==== DATA SECTION ====

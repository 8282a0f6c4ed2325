//! Discovery: search, suggest, browse, and auto-complete.
//!
//! All four are `POST` with a JSON body and `api-version`. Bodies are not
//! checked here; the service rejects malformed ones with a 4xx.

use crate::executor::Executor;
use crate::operation::Operation;
use crate::options::RequestOptions;
use crate::payload::Payload;
use crate::request::RequestBuilder;
use crate::service::ServiceClient;

#[derive(Clone)]
pub struct Discovery<E> {
    client: ServiceClient<E>,
}

impl<E: Executor> Discovery<E> {
    pub fn new(client: ServiceClient<E>) -> Self {
        Self { client }
    }

    /// Free-text search.
    ///
    /// Body: `{keywords, offset, limit, filter, facets[], taxonomySetting}`.
    /// Result: `{searchCount, value[], @search.facets}`. Paging is by
    /// `offset`/`limit` in the body; there is no cursor.
    pub fn query(&self, body: Payload, options: RequestOptions) -> E::Call {
        self.post(Operation::Query, body, options)
    }

    /// Best-effort suggestions. Body: `{keywords, limit, filter}`.
    pub fn suggest(&self, body: Payload, options: RequestOptions) -> E::Call {
        self.post(Operation::Suggest, body, options)
    }

    /// One level of the browse hierarchy. Body: `{entityType, path, limit, offset}`.
    pub fn browse(&self, body: Payload, options: RequestOptions) -> E::Call {
        self.post(Operation::Browse, body, options)
    }

    /// Completion strings. Body: `{keywords, limit, filter}`.
    pub fn auto_complete(&self, body: Payload, options: RequestOptions) -> E::Call {
        self.post(Operation::AutoComplete, body, options)
    }

    fn post(&self, operation: Operation, body: Payload, options: RequestOptions) -> E::Call {
        self.client
            .execute(RequestBuilder::new(operation).body(body).options(options))
    }
}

====

## WHAT IS EXPECTED:
In the data above, which lines include "facets"? Return those lines.

## REPLY:
    /// Body: `{keywords, offset, limit, filter, facets[], taxonomySetting}`.
    /// Result: `{searchCount, value[], @search.facets}`. Paging is by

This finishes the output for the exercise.